Credits: this exercise has been adapted from the case study described in the book: “HBase, the Definitive Guide”, Lars George, O’Reilly.
URL shortening is a technique on the World Wide Web in which a Uniform Resource Locator (URL) may be made substantially shorter in length and still direct to the required page. This is achieved by using an HTTP Redirect on a domain name that is short, which links to the web page that has a long URL. For example, the URL http://en.wikipedia.org/wiki/URL_shortening can be shortened to http://bit.ly/urlwiki or http://tinyurl.com/urlwiki. (wikipedia)
Moreover, besides a giant lookup table, usually url shortner services offer user registration, tracking of statistics associated to each shorturl, such as the number of clicks per day, week, month and in total, and the country of origin of the requests.
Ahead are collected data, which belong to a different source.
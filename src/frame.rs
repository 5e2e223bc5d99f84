//! Affine frames mapping index coordinates to world coordinates
//!
//! An [`AffineFrame`] owns an index-to-world transform, a bounding box in index
//! units, a time interval and the image-geometry flag. Image geometries use the
//! voxel-center convention: world coordinates address voxel centers while index
//! coordinates address voxel corners, so conversions shift by half a voxel.

use crate::bounds::{BoundingBox, TimeBounds};
use crate::error::{Error, Result};
use crate::modified::ModifiedTime;
use crate::operation::{Operation, clamp_angle_degrees, orientation_change};
use crate::transform::AffineTransform;
use nalgebra::{Matrix3, Point3, Vector3};
use tracing::warn;

#[cfg(feature = "serde")]
use serde::{Deserialize, Serialize};

fn half_voxel() -> Vector3<f64> {
    Vector3::repeat(0.5)
}

/// A bounded affine frame in world space
///
/// # Example
///
/// ```
/// use medgeom::AffineFrame;
/// use nalgebra::{Point3, Vector3};
///
/// let mut frame = AffineFrame::new();
/// frame.set_spacing(&Vector3::new(2.0, 2.0, 3.0)).unwrap();
/// frame.set_origin(&Point3::new(10.0, 0.0, 0.0));
///
/// let world = frame.index_to_world(&Point3::new(1.0, 1.0, 1.0));
/// assert_eq!(world, Point3::new(12.0, 2.0, 3.0));
/// assert_eq!(frame.world_to_index(&world).unwrap(), Point3::new(1.0, 1.0, 1.0));
/// ```
#[derive(Debug, Clone)]
#[cfg_attr(feature = "serde", derive(Serialize, Deserialize))]
pub struct AffineFrame {
    transform: AffineTransform,
    bounding_box: BoundingBox,
    spacing: Vector3<f64>,
    time_bounds: TimeBounds,
    image_geometry: bool,
    frame_of_reference_id: u32,
    #[cfg_attr(feature = "serde", serde(skip))]
    modified: ModifiedTime,
}

impl AffineFrame {
    /// Identity transform, unit bounds and infinite time bounds
    pub fn new() -> Self {
        Self {
            transform: AffineTransform::identity(),
            bounding_box: BoundingBox::unit(),
            spacing: Vector3::new(1.0, 1.0, 1.0),
            time_bounds: TimeBounds::full(),
            image_geometry: false,
            frame_of_reference_id: 0,
            modified: ModifiedTime::now(),
        }
    }

    /// Create a frame from a transform and index bounds
    pub fn with_transform(transform: AffineTransform, bounding_box: BoundingBox) -> Self {
        let mut frame = Self::new();
        frame.set_transform(transform);
        frame.bounding_box = bounding_box;
        frame
    }

    /// Reset to the state produced by [`AffineFrame::new`]
    pub fn initialize(&mut self) {
        *self = Self::new();
    }

    fn touch(&mut self) {
        self.modified = ModifiedTime::now();
    }

    /// Stamp of the last mutation
    pub fn modified(&self) -> ModifiedTime {
        self.modified
    }

    /// Index-to-world transform
    pub fn transform(&self) -> &AffineTransform {
        &self.transform
    }

    /// Replace the index-to-world transform; spacing is re-derived
    pub fn set_transform(&mut self, transform: AffineTransform) {
        self.transform = transform;
        self.spacing = transform.column_norms();
        self.touch();
    }

    /// Linear part of the transform
    pub fn matrix(&self) -> &Matrix3<f64> {
        &self.transform.matrix
    }

    /// World position of index `(0, 0, 0)` before any voxel-center shift
    pub fn origin(&self) -> Point3<f64> {
        Point3::from(self.transform.offset)
    }

    /// Move the frame so that [`AffineFrame::origin`] becomes `origin`
    pub fn set_origin(&mut self, origin: &Point3<f64>) {
        self.transform.offset = origin.coords;
        self.touch();
    }

    /// Shift the origin by a world-space vector
    pub fn translate(&mut self, vector: &Vector3<f64>) {
        self.transform.offset += vector;
        self.touch();
    }

    /// Per-axis spacing, the column lengths of the transform
    pub fn spacing(&self) -> &Vector3<f64> {
        &self.spacing
    }

    /// Rescale the columns to the given lengths; the origin stays put
    ///
    /// Fails with [`Error::InvalidSpacing`] for non-positive values and with
    /// [`Error::DegenerateTransform`] if a column has zero length.
    pub fn set_spacing(&mut self, spacing: &Vector3<f64>) -> Result<()> {
        if spacing.iter().any(|s| !(*s > 0.0) || !s.is_finite()) {
            return Err(Error::InvalidSpacing(format!(
                "spacing must be positive and finite, got ({}, {}, {})",
                spacing.x, spacing.y, spacing.z
            )));
        }
        let mut transform = self.transform;
        for axis in 0..3 {
            let column = transform.column(axis);
            let length = column.norm();
            if length == 0.0 {
                return Err(Error::degenerate_transform(&transform.matrix));
            }
            transform.set_column(axis, &(column * (spacing[axis] / length)));
        }
        self.set_transform(transform);
        Ok(())
    }

    /// Bounding box in index units
    pub fn bounding_box(&self) -> &BoundingBox {
        &self.bounding_box
    }

    /// Bounds as `[x0, x1, y0, y1, z0, z1]` in index units
    pub fn bounds(&self) -> [f64; 6] {
        self.bounding_box.bounds()
    }

    /// Replace the bounds
    pub fn set_bounds(&mut self, bounds: [f64; 6]) -> Result<()> {
        self.set_bounding_box(BoundingBox::from_bounds(bounds)?);
        Ok(())
    }

    /// Replace the bounding box
    pub fn set_bounding_box(&mut self, bounding_box: BoundingBox) {
        self.bounding_box = bounding_box;
        self.touch();
    }

    /// Time interval covered by the frame
    pub fn time_bounds(&self) -> &TimeBounds {
        &self.time_bounds
    }

    /// Replace the time interval
    pub fn set_time_bounds(&mut self, time_bounds: TimeBounds) {
        self.time_bounds = time_bounds;
        self.touch();
    }

    /// True for the voxel-center convention
    pub fn image_geometry(&self) -> bool {
        self.image_geometry
    }

    /// Set the voxel-center flag without moving the origin
    pub fn set_image_geometry(&mut self, image_geometry: bool) {
        self.image_geometry = image_geometry;
        self.touch();
    }

    /// Switch the voxel-center flag so that the world-space corners stay in place
    ///
    /// The origin is moved by half a voxel: towards the first voxel center when
    /// switching to an image geometry, back to the corner otherwise.
    pub fn change_image_geometry_considering_origin_offset(&mut self, image_geometry: bool) {
        if self.image_geometry == image_geometry {
            return;
        }
        let shift = if image_geometry {
            half_voxel()
        } else {
            -half_voxel()
        };
        let origin = self.transform.transform_point(&Point3::from(shift));
        self.set_origin(&origin);
        self.set_image_geometry(image_geometry);
    }

    /// Frame-of-reference identifier shared by co-registered frames
    pub fn frame_of_reference_id(&self) -> u32 {
        self.frame_of_reference_id
    }

    /// Set the frame-of-reference identifier
    pub fn set_frame_of_reference_id(&mut self, id: u32) {
        self.frame_of_reference_id = id;
        self.touch();
    }

    /// True when the transform has a finite inverse
    pub fn is_valid(&self) -> bool {
        self.transform.is_invertible()
    }

    /// Convert a world point to index coordinates
    ///
    /// Fails with [`Error::DegenerateTransform`] when the matrix cannot be
    /// inverted.
    pub fn world_to_index(&self, world: &Point3<f64>) -> Result<Point3<f64>> {
        let inverse = self.transform.inverse_matrix()?;
        let mut index = inverse * (world.coords - self.transform.offset);
        if self.image_geometry {
            index += half_voxel();
        }
        Ok(Point3::from(index))
    }

    /// Convert an index point to world coordinates
    pub fn index_to_world(&self, index: &Point3<f64>) -> Point3<f64> {
        let mut index = *index;
        if self.image_geometry {
            index -= half_voxel();
        }
        self.transform.transform_point(&index)
    }

    /// Convert a world vector to index units
    pub fn world_to_index_vector(&self, world: &Vector3<f64>) -> Result<Vector3<f64>> {
        Ok(self.transform.inverse_matrix()? * world)
    }

    /// Convert an index vector to world units
    pub fn index_to_world_vector(&self, index: &Vector3<f64>) -> Vector3<f64> {
        self.transform.transform_vector(index)
    }

    /// Length of the bounding box along `axis` in index units
    ///
    /// # Panics
    ///
    /// Panics if `axis > 2`.
    pub fn extent(&self, axis: usize) -> f64 {
        self.bounding_box.extent(axis)
    }

    /// Length of the bounding box along `axis` in millimeters
    ///
    /// # Panics
    ///
    /// Panics if `axis > 2`.
    pub fn extent_in_mm(&self, axis: usize) -> f64 {
        self.transform.column(axis).norm() * self.extent(axis)
    }

    /// Rescale column `axis` so that [`AffineFrame::extent_in_mm`] becomes `length`
    ///
    /// The column keeps its direction.
    pub fn set_extent_in_mm(&mut self, axis: usize, length: f64) -> Result<()> {
        if axis > 2 {
            return Err(Error::InvalidArgument(format!("axis {} is not in 0..3", axis)));
        }
        if !(length > 0.0) || !length.is_finite() {
            return Err(Error::InvalidArgument(format!(
                "extent must be positive and finite, got {}",
                length
            )));
        }
        let current = self.extent_in_mm(axis);
        if current == 0.0 {
            return Err(Error::degenerate_transform(&self.transform.matrix));
        }
        let mut transform = self.transform;
        transform.set_column(axis, &(transform.column(axis) * (length / current)));
        self.set_transform(transform);
        Ok(())
    }

    /// World-space vector spanning the bounding box along `axis`
    ///
    /// # Panics
    ///
    /// Panics if `axis > 2`.
    pub fn axis_vector(&self, axis: usize) -> Vector3<f64> {
        self.transform.column(axis) * self.extent(axis)
    }

    /// World position of bounding-box corner `id` in `0..8`
    ///
    /// Ids enumerate `(x0,y0,z0), (x0,y0,z1), (x0,y1,z0), (x0,y1,z1), (x1,y0,z0),
    /// (x1,y0,z1), (x1,y1,z0), (x1,y1,z1)`. Returns `None` for `id > 7`.
    pub fn corner_point(&self, id: usize) -> Option<Point3<f64>> {
        self.bounding_box
            .corner_by_id(id)
            .map(|index| self.index_to_world(&index))
    }

    /// World position of the corner on the upper (`true`) or lower side per axis
    pub fn corner_point_by_side(&self, upper_x: bool, upper_y: bool, upper_z: bool) -> Point3<f64> {
        self.index_to_world(&self.bounding_box.corner(upper_x, upper_y, upper_z))
    }

    /// All eight corners in [`AffineFrame::corner_point`] order
    pub fn corner_points(&self) -> [Point3<f64>; 8] {
        std::array::from_fn(|id| {
            self.index_to_world(&self.bounding_box.corner(id & 4 != 0, id & 2 != 0, id & 1 != 0))
        })
    }

    /// World position of the bounding-box center
    pub fn center(&self) -> Point3<f64> {
        self.index_to_world(&self.bounding_box.center())
    }

    /// Squared world length of the bounding-box diagonal
    pub fn diagonal_length2(&self) -> f64 {
        (self.corner_point_by_side(true, true, true) - self.corner_point_by_side(false, false, false))
            .norm_squared()
    }

    /// World length of the bounding-box diagonal
    pub fn diagonal_length(&self) -> f64 {
        self.diagonal_length2().sqrt()
    }

    /// True when the world point falls inside the bounding box
    pub fn is_inside(&self, world: &Point3<f64>) -> Result<bool> {
        Ok(self.is_index_inside(&self.world_to_index(world)?))
    }

    /// True when the index point falls inside the bounding box
    ///
    /// Image geometries exclude the upper faces, since the last voxel ends there.
    pub fn is_index_inside(&self, index: &Point3<f64>) -> bool {
        let min = self.bounding_box.min();
        let max = self.bounding_box.max();
        (0..3).all(|axis| {
            let v = index[axis];
            if self.image_geometry {
                v >= min[axis] && v < max[axis]
            } else {
                v >= min[axis] && v <= max[axis]
            }
        })
    }

    /// Apply a transform-change command
    ///
    /// Rotation angles are clamped to `[-360°, 360°]`; rotations about a zero
    /// axis are logged and skipped.
    pub fn apply_operation(&mut self, operation: &Operation) -> Result<()> {
        match *operation {
            Operation::Nothing => {}
            Operation::Translate(vector) => self.translate(&vector),
            Operation::ScaleAboutCenter { delta } => self.scale_about_center(&delta)?,
            Operation::RotateAboutPoint {
                center,
                axis,
                angle_degrees,
            } => self.rotate_about_point(&center, &axis, angle_degrees),
            Operation::Orient { point, normal } => {
                let (axis, angle) = orientation_change(&self.transform.column(2), &normal);
                self.rotate_about_point(&point, &axis, angle);
            }
            Operation::RestorePlanePosition { transform, .. } => self.set_transform(transform),
        }
        Ok(())
    }

    fn scale_about_center(&mut self, delta: &Vector3<f64>) -> Result<()> {
        let center = self.center();
        let mut transform = self.transform;
        for axis in 0..3 {
            let column = transform.column(axis);
            let length = column.norm();
            if length == 0.0 {
                return Err(Error::degenerate_transform(&transform.matrix));
            }
            let factor = 1.0 + delta[axis] / length;
            transform.set_column(axis, &(column * factor));
        }
        self.set_transform(transform);
        // move the origin so that the world-space center is unchanged
        let shift = center - self.center();
        self.translate(&shift);
        Ok(())
    }

    pub(crate) fn rotate_about_point(
        &mut self,
        center: &Point3<f64>,
        axis: &Vector3<f64>,
        angle_degrees: f64,
    ) {
        let angle = clamp_angle_degrees(angle_degrees).to_radians();
        match AffineTransform::rotation_about_point(center, axis, angle) {
            Some(rotation) => self.set_transform(self.transform.compose(&rotation)),
            // aligned directions yield a zero axis with a zero angle
            None if angle == 0.0 => {}
            None => warn!(angle_degrees, "Ignoring rotation about a zero-length axis"),
        }
    }
}

impl Default for AffineFrame {
    fn default() -> Self {
        Self::new()
    }
}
The objective of this laboratory is to design a simple schema for such a service using HBase.
In the following, we synthesize a dataset to be used in the exercise. Usernames and long URLs are real: we extracted them from an openly available dataset from http://delicio.us. Short URLs and Cliks are synthetic, with non-uniform distributions: Short URLs are base-64 encoded, clicks are log-normally distributed, click inter-arrival time is exponentially distributed starting from the time a short URL is created.
The first step is to import the laboratory source code into Eclipse.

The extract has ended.